_What is needed:_ Please copy every line from the following entries in which the word "apply" appears.

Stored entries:
^^^^
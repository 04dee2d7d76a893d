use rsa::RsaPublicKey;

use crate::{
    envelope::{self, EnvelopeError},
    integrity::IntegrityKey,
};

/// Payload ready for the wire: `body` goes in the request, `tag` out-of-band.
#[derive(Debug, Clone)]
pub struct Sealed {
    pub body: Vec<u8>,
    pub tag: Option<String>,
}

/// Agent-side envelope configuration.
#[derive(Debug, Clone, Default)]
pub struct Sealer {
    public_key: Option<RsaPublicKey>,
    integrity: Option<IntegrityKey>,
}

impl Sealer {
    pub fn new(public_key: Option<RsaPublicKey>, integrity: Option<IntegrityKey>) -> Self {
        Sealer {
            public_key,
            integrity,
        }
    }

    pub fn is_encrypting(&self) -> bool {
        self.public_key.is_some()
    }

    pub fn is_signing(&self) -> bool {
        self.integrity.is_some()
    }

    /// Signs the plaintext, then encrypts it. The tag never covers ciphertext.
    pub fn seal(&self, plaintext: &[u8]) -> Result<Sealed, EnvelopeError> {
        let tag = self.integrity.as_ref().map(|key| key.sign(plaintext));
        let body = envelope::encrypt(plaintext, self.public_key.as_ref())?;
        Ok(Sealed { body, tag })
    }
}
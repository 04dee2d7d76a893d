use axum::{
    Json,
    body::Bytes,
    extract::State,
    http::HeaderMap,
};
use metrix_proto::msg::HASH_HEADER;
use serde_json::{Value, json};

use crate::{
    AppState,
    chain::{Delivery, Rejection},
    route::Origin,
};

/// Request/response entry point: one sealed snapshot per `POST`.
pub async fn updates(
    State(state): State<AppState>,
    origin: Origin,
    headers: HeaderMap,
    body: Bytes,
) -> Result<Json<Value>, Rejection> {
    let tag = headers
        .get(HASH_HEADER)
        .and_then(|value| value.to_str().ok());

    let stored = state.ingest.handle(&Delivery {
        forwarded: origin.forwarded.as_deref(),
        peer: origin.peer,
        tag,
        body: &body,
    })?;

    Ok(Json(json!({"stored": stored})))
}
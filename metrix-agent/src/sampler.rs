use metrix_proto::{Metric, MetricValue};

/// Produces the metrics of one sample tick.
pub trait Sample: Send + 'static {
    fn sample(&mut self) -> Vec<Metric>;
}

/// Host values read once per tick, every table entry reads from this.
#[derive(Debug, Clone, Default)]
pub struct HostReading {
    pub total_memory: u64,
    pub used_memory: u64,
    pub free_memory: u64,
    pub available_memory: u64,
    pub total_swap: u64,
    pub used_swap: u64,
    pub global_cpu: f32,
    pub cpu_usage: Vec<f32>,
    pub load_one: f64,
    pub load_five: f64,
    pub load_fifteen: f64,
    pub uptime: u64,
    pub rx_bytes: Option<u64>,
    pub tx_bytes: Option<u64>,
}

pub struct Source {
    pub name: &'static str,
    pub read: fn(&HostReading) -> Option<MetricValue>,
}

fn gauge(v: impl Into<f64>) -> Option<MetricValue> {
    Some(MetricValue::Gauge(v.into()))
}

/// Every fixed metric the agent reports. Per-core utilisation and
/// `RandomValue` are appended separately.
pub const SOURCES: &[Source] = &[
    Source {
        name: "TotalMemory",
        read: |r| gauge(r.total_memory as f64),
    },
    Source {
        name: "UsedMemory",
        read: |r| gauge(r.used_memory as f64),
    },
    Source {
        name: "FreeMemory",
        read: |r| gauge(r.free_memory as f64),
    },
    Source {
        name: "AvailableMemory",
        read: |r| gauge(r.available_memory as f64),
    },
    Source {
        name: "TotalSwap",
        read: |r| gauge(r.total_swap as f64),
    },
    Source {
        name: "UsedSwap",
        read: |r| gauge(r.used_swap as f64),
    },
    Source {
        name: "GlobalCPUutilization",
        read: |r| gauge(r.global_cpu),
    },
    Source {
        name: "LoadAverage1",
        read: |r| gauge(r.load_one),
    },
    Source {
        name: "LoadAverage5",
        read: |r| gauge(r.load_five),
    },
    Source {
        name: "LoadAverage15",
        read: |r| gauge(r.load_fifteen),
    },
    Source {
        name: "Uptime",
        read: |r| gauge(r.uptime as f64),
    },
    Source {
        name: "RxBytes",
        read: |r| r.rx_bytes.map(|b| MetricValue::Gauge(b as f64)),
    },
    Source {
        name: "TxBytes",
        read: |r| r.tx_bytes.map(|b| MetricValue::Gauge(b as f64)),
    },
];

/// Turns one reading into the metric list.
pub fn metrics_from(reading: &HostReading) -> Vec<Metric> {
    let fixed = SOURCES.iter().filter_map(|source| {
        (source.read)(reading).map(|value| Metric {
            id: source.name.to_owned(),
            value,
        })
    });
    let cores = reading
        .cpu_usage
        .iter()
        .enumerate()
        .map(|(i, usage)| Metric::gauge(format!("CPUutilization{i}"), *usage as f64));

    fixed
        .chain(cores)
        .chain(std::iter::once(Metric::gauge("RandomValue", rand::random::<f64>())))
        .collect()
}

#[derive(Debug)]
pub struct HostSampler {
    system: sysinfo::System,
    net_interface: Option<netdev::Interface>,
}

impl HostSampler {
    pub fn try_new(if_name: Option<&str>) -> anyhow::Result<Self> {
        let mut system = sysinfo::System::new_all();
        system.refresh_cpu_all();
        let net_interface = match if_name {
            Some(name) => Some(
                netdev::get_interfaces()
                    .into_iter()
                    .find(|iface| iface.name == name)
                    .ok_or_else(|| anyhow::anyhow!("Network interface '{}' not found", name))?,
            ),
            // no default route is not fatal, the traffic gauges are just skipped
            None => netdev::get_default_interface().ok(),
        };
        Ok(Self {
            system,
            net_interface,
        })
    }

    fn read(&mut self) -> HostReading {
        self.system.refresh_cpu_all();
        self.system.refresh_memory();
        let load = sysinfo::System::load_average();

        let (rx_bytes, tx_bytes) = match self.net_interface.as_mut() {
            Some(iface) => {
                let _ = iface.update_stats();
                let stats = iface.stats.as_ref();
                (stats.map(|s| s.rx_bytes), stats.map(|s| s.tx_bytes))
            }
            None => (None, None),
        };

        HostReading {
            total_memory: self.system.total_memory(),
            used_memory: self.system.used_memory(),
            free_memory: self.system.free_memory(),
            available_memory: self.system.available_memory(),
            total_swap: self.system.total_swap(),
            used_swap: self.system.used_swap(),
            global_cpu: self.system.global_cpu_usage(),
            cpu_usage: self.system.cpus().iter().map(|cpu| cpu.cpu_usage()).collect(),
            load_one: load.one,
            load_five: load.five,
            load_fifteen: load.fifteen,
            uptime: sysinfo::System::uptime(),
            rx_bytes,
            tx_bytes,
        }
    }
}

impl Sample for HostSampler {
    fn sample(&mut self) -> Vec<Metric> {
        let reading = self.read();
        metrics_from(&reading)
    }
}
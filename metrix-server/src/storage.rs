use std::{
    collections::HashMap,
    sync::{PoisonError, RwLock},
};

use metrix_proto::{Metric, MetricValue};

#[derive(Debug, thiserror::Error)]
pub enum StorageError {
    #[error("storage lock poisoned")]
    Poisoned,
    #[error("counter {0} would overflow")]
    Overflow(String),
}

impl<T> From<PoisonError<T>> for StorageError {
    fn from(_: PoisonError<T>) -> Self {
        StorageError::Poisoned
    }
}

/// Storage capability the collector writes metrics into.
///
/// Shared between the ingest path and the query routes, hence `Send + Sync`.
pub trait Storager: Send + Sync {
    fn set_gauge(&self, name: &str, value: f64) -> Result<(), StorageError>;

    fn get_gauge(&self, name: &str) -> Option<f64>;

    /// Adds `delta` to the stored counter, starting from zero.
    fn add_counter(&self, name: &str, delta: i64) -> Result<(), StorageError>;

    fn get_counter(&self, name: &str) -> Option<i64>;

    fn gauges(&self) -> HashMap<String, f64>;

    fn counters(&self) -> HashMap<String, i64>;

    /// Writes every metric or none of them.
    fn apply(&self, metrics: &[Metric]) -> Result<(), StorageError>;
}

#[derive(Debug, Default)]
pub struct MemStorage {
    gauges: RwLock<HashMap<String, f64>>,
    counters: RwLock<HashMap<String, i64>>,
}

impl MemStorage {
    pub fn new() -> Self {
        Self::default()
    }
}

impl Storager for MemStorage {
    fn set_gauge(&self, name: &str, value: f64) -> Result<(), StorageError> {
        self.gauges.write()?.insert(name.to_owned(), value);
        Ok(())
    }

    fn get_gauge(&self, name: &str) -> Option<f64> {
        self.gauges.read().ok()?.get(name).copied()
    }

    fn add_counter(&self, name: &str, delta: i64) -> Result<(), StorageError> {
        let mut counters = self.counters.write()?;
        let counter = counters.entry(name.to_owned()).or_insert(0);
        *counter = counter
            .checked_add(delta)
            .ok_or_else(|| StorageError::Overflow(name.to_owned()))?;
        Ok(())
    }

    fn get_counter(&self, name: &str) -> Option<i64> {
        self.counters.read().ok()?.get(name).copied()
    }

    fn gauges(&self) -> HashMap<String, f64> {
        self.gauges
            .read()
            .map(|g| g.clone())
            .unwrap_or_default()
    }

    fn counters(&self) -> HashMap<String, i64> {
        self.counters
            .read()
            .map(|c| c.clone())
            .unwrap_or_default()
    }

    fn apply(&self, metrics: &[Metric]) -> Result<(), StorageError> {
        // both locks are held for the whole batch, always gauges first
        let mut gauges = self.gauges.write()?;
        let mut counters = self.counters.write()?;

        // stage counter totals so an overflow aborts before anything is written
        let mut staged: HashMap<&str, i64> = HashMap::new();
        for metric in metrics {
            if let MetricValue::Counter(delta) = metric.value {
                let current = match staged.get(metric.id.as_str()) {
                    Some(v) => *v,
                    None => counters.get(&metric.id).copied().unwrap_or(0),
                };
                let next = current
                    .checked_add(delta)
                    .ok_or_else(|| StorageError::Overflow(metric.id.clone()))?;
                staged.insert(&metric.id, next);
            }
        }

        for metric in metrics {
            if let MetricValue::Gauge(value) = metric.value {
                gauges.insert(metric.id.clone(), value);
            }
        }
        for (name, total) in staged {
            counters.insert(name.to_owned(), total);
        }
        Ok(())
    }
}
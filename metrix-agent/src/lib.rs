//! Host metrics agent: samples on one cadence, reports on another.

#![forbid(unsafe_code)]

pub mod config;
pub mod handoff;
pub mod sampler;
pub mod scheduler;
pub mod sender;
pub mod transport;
^^^^
_Solved exercise:_
    fn apply(&self, metrics: &[Metric]) -> Result<(), StorageError>;
    fn apply(&self, metrics: &[Metric]) -> Result<(), StorageError> {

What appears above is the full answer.